L’institut français du Laos organise l’une des rares manifestations dédiées à la photographie : la Biennale de l'Image de Luang Prabang se veut une rencontre multiculturelle autour de l’art photographique. Sa sélection éclectique réunit artistes français et asiatiques autour des arts de l’image : art vidéo, art numérique, conceptuel et réaliste. En parallèle, des photographes indépendants proposent leur festival off. Tout au long de l’année, des peintres locaux exposent à l’Institut. Ouvert à tous les genres, l’institut a notamment mis le street art à l’honneur lors d’une exposition ponctuelle. Peu répandu au Laos, l’art urbain a la particularité d’investir les façades de quantité de sanitaires à travers le pays. Indépendants des habitations, ces cabanons en dur se transforment en supports multicolores. Avec l’accord des propriétaires, artistes locaux ou de passage parent ces cahutes de graffitis et de peintures originales.

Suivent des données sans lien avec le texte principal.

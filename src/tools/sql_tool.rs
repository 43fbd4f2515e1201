//! Read-only SQL execution tool.
//!
//! The write gate refuses statements whose first keyword mutates data unless
//! dangerous mode is on; either way the gateway rolls every transaction back.
//! SELECTs without a LIMIT get one injected.

use std::any::Any;
use std::sync::Arc;

use async_trait::async_trait;
use serde_json::{json, Value};
use tracing::debug;

use crate::db::Gateway;
use crate::error::SaberError;
use crate::tools::{Tool, ToolDeps};

/// Default row cap when the model does not pass one.
pub const DEFAULT_ROW_LIMIT: usize = 100;

/// First keywords refused without dangerous mode.
const WRITE_KEYWORDS: [&str; 7] = [
    "INSERT", "UPDATE", "DELETE", "DROP", "CREATE", "ALTER", "TRUNCATE",
];

/// Executes SQL against the active database.
pub struct ExecuteSqlTool {
    gateway: Option<Arc<Gateway>>,
    allow_dangerous: bool,
    last_query: Option<String>,
    last_results: Option<Vec<Value>>,
}

impl ExecuteSqlTool {
    pub fn new() -> Self {
        Self {
            gateway: None,
            allow_dangerous: false,
            last_query: None,
            last_results: None,
        }
    }

    /// The last executed query, including any injected LIMIT.
    pub fn last_query(&self) -> Option<&str> {
        self.last_query.as_deref()
    }

    /// The rows from the last successful execution, capped at its limit.
    pub fn last_results(&self) -> Option<&[Value]> {
        self.last_results.as_deref()
    }
}

impl Default for ExecuteSqlTool {
    fn default() -> Self {
        Self::new()
    }
}

/// Whether the first keyword marks a write operation.
fn is_write_query(query: &str) -> bool {
    let upper = query.trim().to_uppercase();
    WRITE_KEYWORDS.iter().any(|kw| upper.starts_with(kw))
}

/// Appends `LIMIT n` to SELECTs that have none, stripping a trailing `;`.
fn add_limit_to_query(query: &str, limit: usize) -> String {
    let upper = query.trim().to_uppercase();
    if upper.starts_with("SELECT") && !upper.contains("LIMIT") {
        let trimmed = query.trim().trim_end_matches(';').trim_end();
        format!("{trimmed} LIMIT {limit};")
    } else {
        query.to_string()
    }
}

/// Attaches targeted suggestions for common failure shapes.
fn suggestions_for(error_msg: &str) -> Vec<&'static str> {
    let lower = error_msg.to_lowercase();
    let mut suggestions = Vec::new();
    if lower.contains("column") && lower.contains("does not exist") {
        suggestions.push("Check column names using the schema introspection tool");
    } else if lower.contains("table") && lower.contains("does not exist") {
        suggestions.push("Check table names using the schema introspection tool");
    } else if lower.contains("syntax error") {
        suggestions.push("Review SQL syntax, especially JOIN conditions and WHERE clauses");
    }
    suggestions
}

#[async_trait]
impl Tool for ExecuteSqlTool {
    fn name(&self) -> &'static str {
        "execute_sql"
    }

    fn description(&self) -> &'static str {
        "Execute a SQL query against the database."
    }

    fn input_schema(&self) -> Value {
        json!({
            "type": "object",
            "properties": {
                "query": {
                    "type": "string",
                    "description": "SQL query to execute"
                },
                "limit": {
                    "type": "integer",
                    "description": "Maximum number of rows to return (default: 100)",
                    "default": DEFAULT_ROW_LIMIT
                }
            },
            "required": ["query"]
        })
    }

    fn bind(&mut self, deps: &ToolDeps) {
        self.gateway = Some(deps.gateway.clone());
        self.allow_dangerous = deps.allow_dangerous;
    }

    async fn execute(&mut self, args: Value) -> String {
        let Some(gateway) = self.gateway.clone() else {
            return json!({"error": "No database connection configured."}).to_string();
        };

        let Some(query) = args.get("query").and_then(|v| v.as_str()) else {
            return json!({"error": "Missing required parameter: query"}).to_string();
        };
        let limit = args
            .get("limit")
            .and_then(|v| v.as_u64())
            .map(|v| v as usize)
            .unwrap_or(DEFAULT_ROW_LIMIT);

        if is_write_query(query) && !self.allow_dangerous {
            return json!({
                "error": "Write operations are not allowed. Only SELECT queries are permitted."
            })
            .to_string();
        }

        let query = add_limit_to_query(query, limit);
        debug!(query = %query, "Executing SQL");

        match gateway.execute_query(&query).await {
            Ok(rows) => {
                let row_count = rows.len();
                let truncated = row_count > limit;
                let results: Vec<Value> = rows
                    .into_iter()
                    .take(limit)
                    .map(Value::Object)
                    .collect();

                self.last_query = Some(query);
                self.last_results = Some(results.clone());

                json!({
                    "success": true,
                    "row_count": row_count,
                    "results": results,
                    "truncated": truncated
                })
                .to_string()
            }
            Err(e) => {
                let error_msg = match &e {
                    SaberError::Query(msg) | SaberError::Connection(msg) => msg.clone(),
                    other => other.to_string(),
                };
                let suggestions = suggestions_for(&error_msg);
                if suggestions.is_empty() {
                    json!({"error": error_msg}).to_string()
                } else {
                    json!({"error": error_msg, "suggestions": suggestions}).to_string()
                }
            }
        }
    }

    fn as_any(&self) -> &dyn Any {
        self
    }
}
//! Stream events emitted to consumers during a query run.
//!
//! This is the typed contract between the agent orchestrator and whatever is
//! consuming it (CLI renderer, API server, tests). Events for one run arrive
//! in the order they are produced; no reordering.

use serde::{Deserialize, Serialize};
use serde_json::Value;

/// Execution status attached to `tool_use` events.
#[derive(Debug, Clone, Copy, PartialEq, Eq, Serialize, Deserialize)]
#[serde(rename_all = "lowercase")]
pub enum ToolUseStatus {
    /// The model has started emitting this tool call.
    Started,
    /// The orchestrator is executing the tool.
    Executing,
}

/// An event emitted during a streaming query run.
#[derive(Debug, Clone, Serialize, Deserialize)]
#[serde(tag = "type", rename_all = "snake_case")]
pub enum StreamEvent {
    /// A chunk of assistant text, forwarded as it arrives.
    Text { text: String },
    /// A tool call the model requested.
    ToolUse {
        name: String,
        status: ToolUseStatus,
        #[serde(skip_serializing_if = "Option::is_none")]
        input: Option<Value>,
    },
    /// A generic tool result (schema introspection, knowledge search, ...).
    ToolResult { tool_name: String, result: String },
    /// Rows returned by `execute_sql`, paired with the query that produced them.
    QueryResult { query: String, results: Vec<Value> },
    /// A validated visualization spec produced by the `viz` tool.
    PlotResult {
        tool_name: String,
        input: Value,
        result: String,
    },
    /// Progress note between tool results and the next model turn.
    Processing { message: String },
    /// A fatal error; the run ends after this event.
    Error { message: String },
}

impl StreamEvent {
    /// Creates a text event.
    pub fn text(text: impl Into<String>) -> Self {
        Self::Text { text: text.into() }
    }

    /// Creates a processing event.
    pub fn processing(message: impl Into<String>) -> Self {
        Self::Processing {
            message: message.into(),
        }
    }

    /// Creates an error event.
    pub fn error(message: impl Into<String>) -> Self {
        Self::Error {
            message: message.into(),
        }
    }
}
//! Terminal visualization tool.
//!
//! Resolves a `result_<tool_call_id>.json` handle against the run's result
//! cache, summarizes the data, and delegates spec generation to the internal
//! spec agent. The returned spec is validated and carries bar-chart defaults.

use std::any::Any;
use std::time::Duration;

use async_trait::async_trait;
use serde_json::{json, Value};

use crate::db::Row;
use crate::tools::{ResultCache, Tool, ToolDeps, VizBinding};
use crate::viz::spec::{result_file_pattern, ChartSpec, SortDir, SortItem, Transform, VizSpec};
use crate::viz::{extract_data_summary, SpecAgent};

/// Wall-clock budget for one spec generation, retries included.
const SPEC_TIMEOUT: Duration = Duration::from_secs(300);

/// Generates a visualization spec for stored SQL results.
pub struct VizTool {
    result_cache: Option<ResultCache>,
    binding: Option<VizBinding>,
    last_rows: Option<Vec<Row>>,
    last_file: Option<String>,
}

impl VizTool {
    pub fn new() -> Self {
        Self {
            result_cache: None,
            binding: None,
            last_rows: None,
            last_file: None,
        }
    }

    /// Rows backing the most recent spec, for renderers.
    pub fn last_rows(&self) -> Option<&[Row]> {
        self.last_rows.as_deref()
    }

    /// File handle of the most recent spec.
    pub fn last_file(&self) -> Option<&str> {
        self.last_file.as_deref()
    }
}

impl Default for VizTool {
    fn default() -> Self {
        Self::new()
    }
}

/// Adds the bar-chart defaults: sort desc by the y field when no sort is
/// present, and a limit of 20 when the data is larger and unbounded.
fn ensure_bar_defaults(mut spec: VizSpec, row_count: usize) -> VizSpec {
    let y_field = match &spec.chart {
        ChartSpec::Bar { encoding, .. } => encoding.y.field.clone(),
        _ => return spec,
    };

    let has_sort = spec
        .transform
        .iter()
        .any(|t| matches!(t, Transform::Sort { .. }));
    let has_limit = spec
        .transform
        .iter()
        .any(|t| matches!(t, Transform::Limit { .. }));

    if !has_sort {
        spec.transform.push(Transform::Sort {
            sort: vec![SortItem {
                field: y_field,
                dir: SortDir::Desc,
            }],
        });
    }

    if !has_limit && row_count > 20 {
        spec.transform.push(Transform::Limit { limit: 20 });
    }

    spec
}

#[async_trait]
impl Tool for VizTool {
    fn name(&self) -> &'static str {
        "viz"
    }

    fn description(&self) -> &'static str {
        "Create a visualization of SQL results. Pass the result file key returned by \
         execute_sql and describe the chart you want."
    }

    fn input_schema(&self) -> Value {
        json!({
            "type": "object",
            "properties": {
                "request": {
                    "type": "string",
                    "description": "Natural language description of the desired visualization"
                },
                "file": {
                    "type": "string",
                    "description": "Result file key from execute_sql (e.g., \"result_abc123.json\")"
                },
                "chart_type": {
                    "type": "string",
                    "enum": ["bar", "line", "scatter", "boxplot", "histogram"],
                    "description": "Optional hint for the chart type"
                }
            },
            "required": ["request", "file"]
        })
    }

    fn requires_context(&self) -> bool {
        true
    }

    fn bind(&mut self, deps: &ToolDeps) {
        self.result_cache = Some(deps.result_cache.clone());
        self.binding = deps.viz.clone();
    }

    async fn execute(&mut self, args: Value) -> String {
        let request = args
            .get("request")
            .and_then(|v| v.as_str())
            .unwrap_or_default();
        let file = args.get("file").and_then(|v| v.as_str()).unwrap_or_default();
        let chart_type = args.get("chart_type").and_then(|v| v.as_str());

        if file.is_empty() || !result_file_pattern().is_match(file) {
            return json!({"error": "Invalid result file key format."}).to_string();
        }

        let Some(cache) = &self.result_cache else {
            return json!({"error": "Visualization context is unavailable for this session."})
                .to_string();
        };
        let Some(binding) = self.binding.clone() else {
            return json!({"error": "Visualization context is unavailable for this session."})
                .to_string();
        };

        let tool_call_id = file
            .strip_prefix("result_")
            .and_then(|s| s.strip_suffix(".json"))
            .unwrap_or(file);
        let Some(raw_payload) = cache.get(tool_call_id) else {
            return json!({"error": "Tool output not found in message history."}).to_string();
        };
        let payload: Value = serde_json::from_str(&raw_payload)
            .unwrap_or_else(|_| json!({"result": raw_payload}));

        let summary = extract_data_summary(&payload);
        self.last_rows = Some(summary.rows.clone());
        self.last_file = Some(file.to_string());

        let agent = SpecAgent::new(binding.client, binding.model);
        let generated = tokio::time::timeout(
            SPEC_TIMEOUT,
            agent.generate_spec(
                request,
                &summary.columns,
                summary.row_count,
                file,
                chart_type,
            ),
        )
        .await;

        match generated {
            Ok(Ok(spec)) => {
                let spec = ensure_bar_defaults(spec, summary.row_count);
                serde_json::to_string(&spec).unwrap_or_else(|e| {
                    json!({"error": format!("Failed to encode spec: {e}")}).to_string()
                })
            }
            Ok(Err(e)) => json!({
                "error": "Failed to generate a valid visualization spec.",
                "details": e.to_string()
            })
            .to_string(),
            Err(_) => json!({
                "error": "Spec generation timed out.",
                "details": format!("Timed out after {} seconds.", SPEC_TIMEOUT.as_secs())
            })
            .to_string(),
        }
    }

    fn as_any(&self) -> &dyn Any {
        self
    }
}
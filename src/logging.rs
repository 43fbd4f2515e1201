//! Logging configuration for SQLsaber.
//!
//! Provides platform-aware logging initialization. Interactive front-ends
//! should log to a file so terminal output stays clean; headless and API
//! callers can log to stderr.

use std::fs::{self, File};
use std::path::PathBuf;
use tracing_subscriber::EnvFilter;

/// Initializes logging to a file.
///
/// Location: `~/.local/state/sqlsaber/sqlsaber.log` on Linux (XDG state
/// directory), or the platform-appropriate state/config directory elsewhere.
pub fn init_file_logging() {
    let log_path = get_log_path();

    // Ensure parent directory exists
    if let Some(parent) = log_path.parent() {
        if let Err(e) = fs::create_dir_all(parent) {
            eprintln!("Warning: Could not create log directory: {e}");
            return;
        }
    }

    // Open log file (truncate on each run to avoid unbounded growth)
    let log_file = match File::create(&log_path) {
        Ok(f) => f,
        Err(e) => {
            eprintln!("Warning: Could not create log file: {e}");
            return;
        }
    };

    tracing_subscriber::fmt()
        .with_env_filter(
            EnvFilter::try_from_default_env().unwrap_or_else(|_| EnvFilter::new("info")),
        )
        .with_writer(log_file)
        .with_ansi(false) // No ANSI colors in file output
        .init();
}

/// Initializes logging to stderr for headless use and test output capture.
pub fn init_stderr_logging() {
    tracing_subscriber::fmt()
        .with_env_filter(
            EnvFilter::try_from_default_env().unwrap_or_else(|_| EnvFilter::new("info")),
        )
        .init();
}

/// Returns the path for the log file.
pub fn get_log_path() -> PathBuf {
    // Try state directory first (XDG_STATE_HOME on Linux)
    if let Some(state_dir) = dirs::state_dir() {
        return state_dir.join("sqlsaber").join("sqlsaber.log");
    }

    // Fall back to config directory
    if let Some(config_dir) = dirs::config_dir() {
        return config_dir.join("sqlsaber").join("sqlsaber.log");
    }

    // Last resort: temp directory
    std::env::temp_dir().join("sqlsaber.log")
}

#[cfg(test)]
mod tests {
    use super::*;

    #[test]
    fn test_log_path_is_absolute() {
        let path = get_log_path();
        assert!(path.is_absolute());
    }

    #[test]
    fn test_log_path_ends_with_sqlsaber_log() {
        let path = get_log_path();
        assert!(path.ends_with("sqlsaber.log"));
    }
}
//! Visualization spec model.
//!
//! The spec is a tagged chart description plus field encodings, optional
//! transforms, and a pointer at the tool result holding the data. Validation
//! errors are worded for the generation agent's feedback loop.

use std::sync::OnceLock;

use regex::Regex;
use serde::{Deserialize, Serialize};
use serde_json::Value;

/// Pattern a data-source file handle must match.
pub fn result_file_pattern() -> &'static Regex {
    static PATTERN: OnceLock<Regex> = OnceLock::new();
    PATTERN.get_or_init(|| {
        Regex::new(r"^result_[A-Za-z0-9._-]+\.json$").expect("valid result file regex")
    })
}

/// How a field is interpreted by the chart.
#[derive(Debug, Clone, Copy, PartialEq, Eq, Default, Serialize, Deserialize)]
#[serde(rename_all = "lowercase")]
pub enum FieldType {
    Category,
    #[default]
    Number,
    Time,
}

/// A field reference with its interpretation.
#[derive(Debug, Clone, PartialEq, Serialize, Deserialize)]
#[serde(deny_unknown_fields)]
pub struct FieldEncoding {
    pub field: String,
    #[serde(rename = "type", default)]
    pub field_type: FieldType,
}

impl FieldEncoding {
    pub fn new(field: impl Into<String>, field_type: FieldType) -> Self {
        Self {
            field: field.into(),
            field_type,
        }
    }
}

/// Shared rendering options.
#[derive(Debug, Clone, PartialEq, Default, Serialize, Deserialize)]
#[serde(deny_unknown_fields)]
pub struct ChartOptions {
    #[serde(default, skip_serializing_if = "Option::is_none")]
    pub width: Option<u32>,
    #[serde(default, skip_serializing_if = "Option::is_none")]
    pub height: Option<u32>,
    #[serde(default, skip_serializing_if = "Option::is_none")]
    pub x_label: Option<String>,
    #[serde(default, skip_serializing_if = "Option::is_none")]
    pub y_label: Option<String>,
    #[serde(default, skip_serializing_if = "Option::is_none")]
    pub color: Option<String>,
    #[serde(default, skip_serializing_if = "Option::is_none")]
    pub marker: Option<String>,
}

/// x/y(/series) encoding shared by bar, line, and scatter charts.
#[derive(Debug, Clone, PartialEq, Serialize, Deserialize)]
#[serde(deny_unknown_fields)]
pub struct XyEncoding {
    pub x: FieldEncoding,
    pub y: FieldEncoding,
    #[serde(default, skip_serializing_if = "Option::is_none")]
    pub series: Option<FieldEncoding>,
}

#[derive(Debug, Clone, Copy, PartialEq, Eq, Default, Serialize, Deserialize)]
#[serde(rename_all = "lowercase")]
pub enum BarOrientation {
    #[default]
    Vertical,
    Horizontal,
}

#[derive(Debug, Clone, Copy, PartialEq, Eq, Default, Serialize, Deserialize)]
#[serde(rename_all = "lowercase")]
pub enum BarMode {
    #[default]
    Grouped,
    Stacked,
}

/// Boxplot field configuration.
#[derive(Debug, Clone, PartialEq, Serialize, Deserialize)]
#[serde(deny_unknown_fields)]
pub struct BoxplotConfig {
    pub label_field: String,
    pub value_field: String,
}

/// Histogram field configuration.
#[derive(Debug, Clone, PartialEq, Serialize, Deserialize)]
#[serde(deny_unknown_fields)]
pub struct HistogramConfig {
    pub field: String,
    #[serde(default = "default_bins")]
    pub bins: u32,
}

fn default_bins() -> u32 {
    20
}

/// The tagged chart description.
#[derive(Debug, Clone, PartialEq, Serialize, Deserialize)]
#[serde(tag = "type", rename_all = "lowercase")]
pub enum ChartSpec {
    Bar {
        encoding: XyEncoding,
        #[serde(default)]
        orientation: BarOrientation,
        #[serde(default)]
        mode: BarMode,
        #[serde(default)]
        options: ChartOptions,
    },
    Line {
        encoding: XyEncoding,
        #[serde(default)]
        options: ChartOptions,
    },
    Scatter {
        encoding: XyEncoding,
        #[serde(default)]
        options: ChartOptions,
    },
    Boxplot {
        boxplot: BoxplotConfig,
        #[serde(default)]
        options: ChartOptions,
    },
    Histogram {
        histogram: HistogramConfig,
        #[serde(default)]
        options: ChartOptions,
    },
}

impl ChartSpec {
    /// The chart type's discriminator string.
    pub fn type_name(&self) -> &'static str {
        match self {
            Self::Bar { .. } => "bar",
            Self::Line { .. } => "line",
            Self::Scatter { .. } => "scatter",
            Self::Boxplot { .. } => "boxplot",
            Self::Histogram { .. } => "histogram",
        }
    }

    fn options(&self) -> &ChartOptions {
        match self {
            Self::Bar { options, .. }
            | Self::Line { options, .. }
            | Self::Scatter { options, .. }
            | Self::Boxplot { options, .. }
            | Self::Histogram { options, .. } => options,
        }
    }
}

/// One sort key.
#[derive(Debug, Clone, PartialEq, Serialize, Deserialize)]
#[serde(deny_unknown_fields)]
pub struct SortItem {
    pub field: String,
    #[serde(default)]
    pub dir: SortDir,
}

#[derive(Debug, Clone, Copy, PartialEq, Eq, Default, Serialize, Deserialize)]
#[serde(rename_all = "lowercase")]
pub enum SortDir {
    #[default]
    Asc,
    Desc,
}

/// Filter comparison operators.
#[derive(Debug, Clone, Copy, PartialEq, Eq, Serialize, Deserialize)]
pub enum FilterOp {
    #[serde(rename = "==")]
    Eq,
    #[serde(rename = "!=")]
    Ne,
    #[serde(rename = ">")]
    Gt,
    #[serde(rename = "<")]
    Lt,
    #[serde(rename = ">=")]
    Ge,
    #[serde(rename = "<=")]
    Le,
}

/// One filter condition.
#[derive(Debug, Clone, PartialEq, Serialize, Deserialize)]
#[serde(deny_unknown_fields)]
pub struct FilterConfig {
    pub field: String,
    pub op: FilterOp,
    pub value: Value,
}

/// A data transform applied before rendering, in order.
#[derive(Debug, Clone, PartialEq, Serialize, Deserialize)]
#[serde(untagged)]
pub enum Transform {
    Sort { sort: Vec<SortItem> },
    Limit { limit: u64 },
    Filter { filter: FilterConfig },
}

/// Pointer at the stored tool result the chart reads.
#[derive(Debug, Clone, PartialEq, Serialize, Deserialize)]
#[serde(deny_unknown_fields)]
pub struct DataSource {
    pub file: String,
}

#[derive(Debug, Clone, PartialEq, Serialize, Deserialize)]
#[serde(deny_unknown_fields)]
pub struct DataConfig {
    pub source: DataSource,
}

/// A complete, validated visualization spec.
#[derive(Debug, Clone, PartialEq, Serialize, Deserialize)]
#[serde(deny_unknown_fields)]
pub struct VizSpec {
    #[serde(default = "default_version")]
    pub version: String,
    #[serde(default, skip_serializing_if = "Option::is_none")]
    pub title: Option<String>,
    #[serde(default, skip_serializing_if = "Option::is_none")]
    pub description: Option<String>,
    pub data: DataConfig,
    pub chart: ChartSpec,
    #[serde(default)]
    pub transform: Vec<Transform>,
}

fn default_version() -> String {
    "1".to_string()
}

impl VizSpec {
    /// Validates a JSON value against the spec schema, including the range
    /// and pattern constraints serde alone cannot express. Error messages are
    /// fed back to the generation agent, so they name the offending field.
    pub fn validate(value: &Value) -> std::result::Result<VizSpec, String> {
        let spec: VizSpec =
            serde_json::from_value(value.clone()).map_err(|e| format!("Invalid spec: {e}"))?;

        if spec.version != "1" {
            return Err(format!(
                "Unsupported spec version '{}'; expected \"1\"",
                spec.version
            ));
        }

        if !result_file_pattern().is_match(&spec.data.source.file) {
            return Err(format!(
                "data.source.file '{}' must match result_<tool_call_id>.json",
                spec.data.source.file
            ));
        }

        let options = spec.chart.options();
        if let Some(width) = options.width {
            if !(20..=200).contains(&width) {
                return Err(format!("options.width {width} must be between 20 and 200"));
            }
        }
        if let Some(height) = options.height {
            if !(10..=100).contains(&height) {
                return Err(format!("options.height {height} must be between 10 and 100"));
            }
        }

        if let ChartSpec::Histogram { histogram, .. } = &spec.chart {
            if !(2..=100).contains(&histogram.bins) {
                return Err(format!(
                    "histogram.bins {} must be between 2 and 100",
                    histogram.bins
                ));
            }
        }

        for transform in &spec.transform {
            match transform {
                Transform::Limit { limit } if *limit == 0 => {
                    return Err("limit must be at least 1".to_string());
                }
                Transform::Sort { sort } if sort.is_empty() => {
                    return Err("sort must name at least one field".to_string());
                }
                _ => {}
            }
        }

        Ok(spec)
    }
}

Toujours à Luang Prabang, le Project Space insuffle un vent de nouveauté sur la scène culturelle laotienne. Depuis 2010, le lieu abrite expositions et événements sur ses trois étages complétés par un toit-terrasse. L’espace s’associe avec de nombreuses institutions culturelles afin de s’ouvrir à l’international et d’offrir un tremplin aux artistes locaux.